◆ **What is being asked**:
Lines with the word "else": copy all of them from the entries below.

[Stored items]
▼▼▼

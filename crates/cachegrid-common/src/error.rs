//! Error types for the cachegrid controller
//!
//! Errors are structured with fields to aid debugging in production.
//! The variants follow the controller's error taxonomy:
//!
//! - `Conflict`: an optimistic write collided with a concurrent writer. Retried
//!   locally up to a bound, then surfaced as retryable at the next reconcile.
//! - `NotFound`: a declared object or process group is missing.
//! - `DeprecatedLayout`: a legacy process-group shape that is recognized but
//!   not manageable. Callers log it and skip the affected check.
//! - everything else: unexpected, surfaced unmodified.

use thiserror::Error;

/// Default context value when no specific context is available
pub const UNKNOWN_CONTEXT: &str = "unknown";

/// HTTP status returned by the API server for a stale resourceVersion
const HTTP_CONFLICT: u16 = 409;

/// HTTP status returned by the API server for a missing object
const HTTP_NOT_FOUND: u16 = 404;

/// Main error type for cachegrid operations
#[derive(Debug, Error)]
pub enum Error {
    /// Kubernetes API error that is neither a conflict nor a missing object
    #[error("kubernetes error: {source}")]
    Kube {
        /// The underlying kube-rs error
        #[from]
        source: kube::Error,
    },

    /// A declared object or observed process group does not exist
    #[error("{kind} {name} not found")]
    NotFound {
        /// Kind of the missing object (e.g., "CacheRuntime", "StatefulSet")
        kind: String,
        /// `namespace/name` of the missing object
        name: String,
    },

    /// Optimistic write rejected because the object changed since it was read
    #[error("conflict writing {kind} {name} after {attempts} attempt(s)")]
    Conflict {
        /// Kind of the contended object
        kind: String,
        /// `namespace/name` of the contended object
        name: String,
        /// Number of write attempts made before giving up
        attempts: u32,
    },

    /// A legacy process-group layout that this controller does not manage
    #[error("deprecated layout for {component} {name}: {message}")]
    DeprecatedLayout {
        /// Component whose layout is deprecated (master, worker, fuse)
        component: String,
        /// `namespace/name` of the runtime
        name: String,
        /// What was found instead of the expected layout
        message: String,
    },

    /// Validation error for CRD specs or bindings
    #[error("validation error for {runtime}: {message}")]
    Validation {
        /// `namespace/name` of the runtime with invalid configuration
        runtime: String,
        /// Description of what's invalid
        message: String,
        /// The invalid field path (e.g., "spec.master.replicas")
        field: Option<String>,
    },

    /// Serialization/deserialization error
    #[error("serialization error: {message}")]
    Serialization {
        /// Description of what failed
        message: String,
        /// The resource kind being serialized (if known)
        kind: Option<String>,
    },

    /// Internal/operational error
    #[error("internal error [{context}]: {message}")]
    Internal {
        /// Description of what failed
        message: String,
        /// Context where the error occurred (e.g., "reconciler", "accessor")
        context: String,
    },
}

impl Error {
    /// Classify a kube-rs error raised while touching `kind` `name`.
    ///
    /// 404 becomes [`Error::NotFound`], 409 becomes [`Error::Conflict`] with a
    /// single attempt, anything else is kept as [`Error::Kube`].
    pub fn from_kube(source: kube::Error, kind: impl Into<String>, name: impl Into<String>) -> Self {
        match &source {
            kube::Error::Api(ae) if ae.code == HTTP_NOT_FOUND => Self::NotFound {
                kind: kind.into(),
                name: name.into(),
            },
            kube::Error::Api(ae) if ae.code == HTTP_CONFLICT => Self::Conflict {
                kind: kind.into(),
                name: name.into(),
                attempts: 1,
            },
            _ => Self::Kube { source },
        }
    }

    /// Create a not-found error
    pub fn not_found(kind: impl Into<String>, name: impl Into<String>) -> Self {
        Self::NotFound {
            kind: kind.into(),
            name: name.into(),
        }
    }

    /// Create a conflict error for a single rejected write
    pub fn conflict(kind: impl Into<String>, name: impl Into<String>) -> Self {
        Self::Conflict {
            kind: kind.into(),
            name: name.into(),
            attempts: 1,
        }
    }

    /// Create a deprecated-layout error
    pub fn deprecated_layout(
        component: impl Into<String>,
        name: impl Into<String>,
        message: impl Into<String>,
    ) -> Self {
        Self::DeprecatedLayout {
            component: component.into(),
            name: name.into(),
            message: message.into(),
        }
    }

    /// Create a validation error with the given message
    pub fn validation(msg: impl Into<String>) -> Self {
        Self::Validation {
            runtime: UNKNOWN_CONTEXT.to_string(),
            message: msg.into(),
            field: None,
        }
    }

    /// Create a validation error with runtime context
    pub fn validation_for(runtime: impl Into<String>, msg: impl Into<String>) -> Self {
        Self::Validation {
            runtime: runtime.into(),
            message: msg.into(),
            field: None,
        }
    }

    /// Create a validation error with runtime context and field path
    pub fn validation_for_field(
        runtime: impl Into<String>,
        field: impl Into<String>,
        msg: impl Into<String>,
    ) -> Self {
        Self::Validation {
            runtime: runtime.into(),
            message: msg.into(),
            field: Some(field.into()),
        }
    }

    /// Create a serialization error with the given message
    pub fn serialization(msg: impl Into<String>) -> Self {
        Self::Serialization {
            message: msg.into(),
            kind: None,
        }
    }

    /// Create a serialization error with resource kind context
    pub fn serialization_for_kind(kind: impl Into<String>, msg: impl Into<String>) -> Self {
        Self::Serialization {
            message: msg.into(),
            kind: Some(kind.into()),
        }
    }

    /// Create an internal error with the given message
    pub fn internal(msg: impl Into<String>) -> Self {
        Self::Internal {
            message: msg.into(),
            context: UNKNOWN_CONTEXT.to_string(),
        }
    }

    /// Create an internal error with context
    pub fn internal_with_context(context: impl Into<String>, msg: impl Into<String>) -> Self {
        Self::Internal {
            message: msg.into(),
            context: context.into(),
        }
    }

    /// True for an optimistic-concurrency conflict
    pub fn is_conflict(&self) -> bool {
        matches!(self, Error::Conflict { .. })
    }

    /// True for a missing object
    pub fn is_not_found(&self) -> bool {
        matches!(self, Error::NotFound { .. })
    }

    /// True for the legacy-layout escape hatch
    pub fn is_deprecated(&self) -> bool {
        matches!(self, Error::DeprecatedLayout { .. })
    }

    /// Check if this error is retryable at the next reconcile tick
    ///
    /// Conflicts and missing objects resolve themselves as the cluster
    /// converges. Validation and serialization errors need a spec fix.
    pub fn is_retryable(&self) -> bool {
        match self {
            Error::Kube { source } => !matches!(
                source,
                kube::Error::Api(ae) if (400..500).contains(&ae.code)
            ),
            Error::NotFound { .. } => true,
            Error::Conflict { .. } => true,
            Error::DeprecatedLayout { .. } => false,
            Error::Validation { .. } => false,
            Error::Serialization { .. } => false,
            Error::Internal { .. } => true,
        }
    }

    /// Short machine-readable label for metrics
    pub fn kind_label(&self) -> &'static str {
        match self {
            Error::Kube { .. } => "kube",
            Error::NotFound { .. } => "not_found",
            Error::Conflict { .. } => "conflict",
            Error::DeprecatedLayout { .. } => "deprecated_layout",
            Error::Validation { .. } => "validation",
            Error::Serialization { .. } => "serialization",
            Error::Internal { .. } => "internal",
        }
    }

    /// Get the context if this error has one
    pub fn context(&self) -> Option<&str> {
        match self {
            Error::Internal { context, .. } => Some(context),
            _ => None,
        }
    }
}

impl From<serde_json::Error> for Error {
    fn from(e: serde_json::Error) -> Self {
        Error::serialization(e.to_string())
    }
}

#[cfg(test)]
mod tests {
    use super::*;

    fn api_error(code: u16) -> kube::Error {
        kube::Error::Api(kube::error::ErrorResponse {
            status: "Failure".to_string(),
            message: format!("status {}", code),
            reason: "Test".to_string(),
            code,
        })
    }

    /// Story: a stale resourceVersion surfaces as a typed conflict
    ///
    /// The retrier keys off `is_conflict()`, so the 409 from the API server
    /// must never be hidden inside the generic Kube variant.
    #[test]
    fn story_api_conflict_maps_to_conflict_variant() {
        let err = Error::from_kube(api_error(409), "CacheRuntime", "default/hbase");
        assert!(err.is_conflict());
        assert!(err.is_retryable());
        assert!(err.to_string().contains("default/hbase"));
        match err {
            Error::Conflict { attempts, .. } => assert_eq!(attempts, 1),
            other => panic!("Expected Conflict variant, got {other:?}"),
        }
    }

    /// Story: a missing process group is reported as NotFound, not a kube error
    #[test]
    fn story_api_not_found_maps_to_not_found_variant() {
        let err = Error::from_kube(api_error(404), "StatefulSet", "default/hbase-worker");
        assert!(err.is_not_found());
        assert!(err.to_string().contains("StatefulSet default/hbase-worker not found"));
    }

    #[test]
    fn other_api_errors_stay_kube_errors() {
        let err = Error::from_kube(api_error(403), "CacheRuntime", "default/hbase");
        assert!(matches!(err, Error::Kube { .. }));
        assert!(!err.is_retryable());

        let err = Error::from_kube(api_error(503), "CacheRuntime", "default/hbase");
        assert!(err.is_retryable());
    }

    /// Story: the deprecated layout is an intentional escape hatch, not a retry
    #[test]
    fn story_deprecated_layout_is_not_retryable() {
        let err = Error::deprecated_layout("worker", "default/legacy", "found DaemonSet");
        assert!(err.is_deprecated());
        assert!(!err.is_retryable());
        assert!(err.to_string().contains("found DaemonSet"));
    }

    #[test]
    fn validation_errors_carry_runtime_and_field() {
        let err = Error::validation_for_field("default/hbase", "spec.master.replicas", "must be >= 0");
        match &err {
            Error::Validation { runtime, field, .. } => {
                assert_eq!(runtime, "default/hbase");
                assert_eq!(field.as_deref(), Some("spec.master.replicas"));
            }
            other => panic!("Expected Validation variant, got {other:?}"),
        }
        assert!(!err.is_retryable());
        assert_eq!(err.kind_label(), "validation");
    }

    #[test]
    fn internal_error_default_context() {
        let err = Error::internal("unexpected state");
        assert_eq!(err.context(), Some(UNKNOWN_CONTEXT));
        assert!(err.to_string().contains("[unknown]"));

        let err = Error::internal_with_context("accessor", "no namespace");
        assert_eq!(err.context(), Some("accessor"));
    }

    #[test]
    fn serde_errors_convert_to_serialization() {
        let parse: std::result::Result<serde_json::Value, _> = serde_json::from_str("{");
        let err: Error = parse.unwrap_err().into();
        assert!(matches!(err, Error::Serialization { .. }));
        assert!(!err.is_retryable());
    }
}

▲▲▲

◆ **Solution to this problem**:
//! - everything else: unexpected, surfaced unmodified.
    /// single attempt, anything else is kept as [`Error::Kube`].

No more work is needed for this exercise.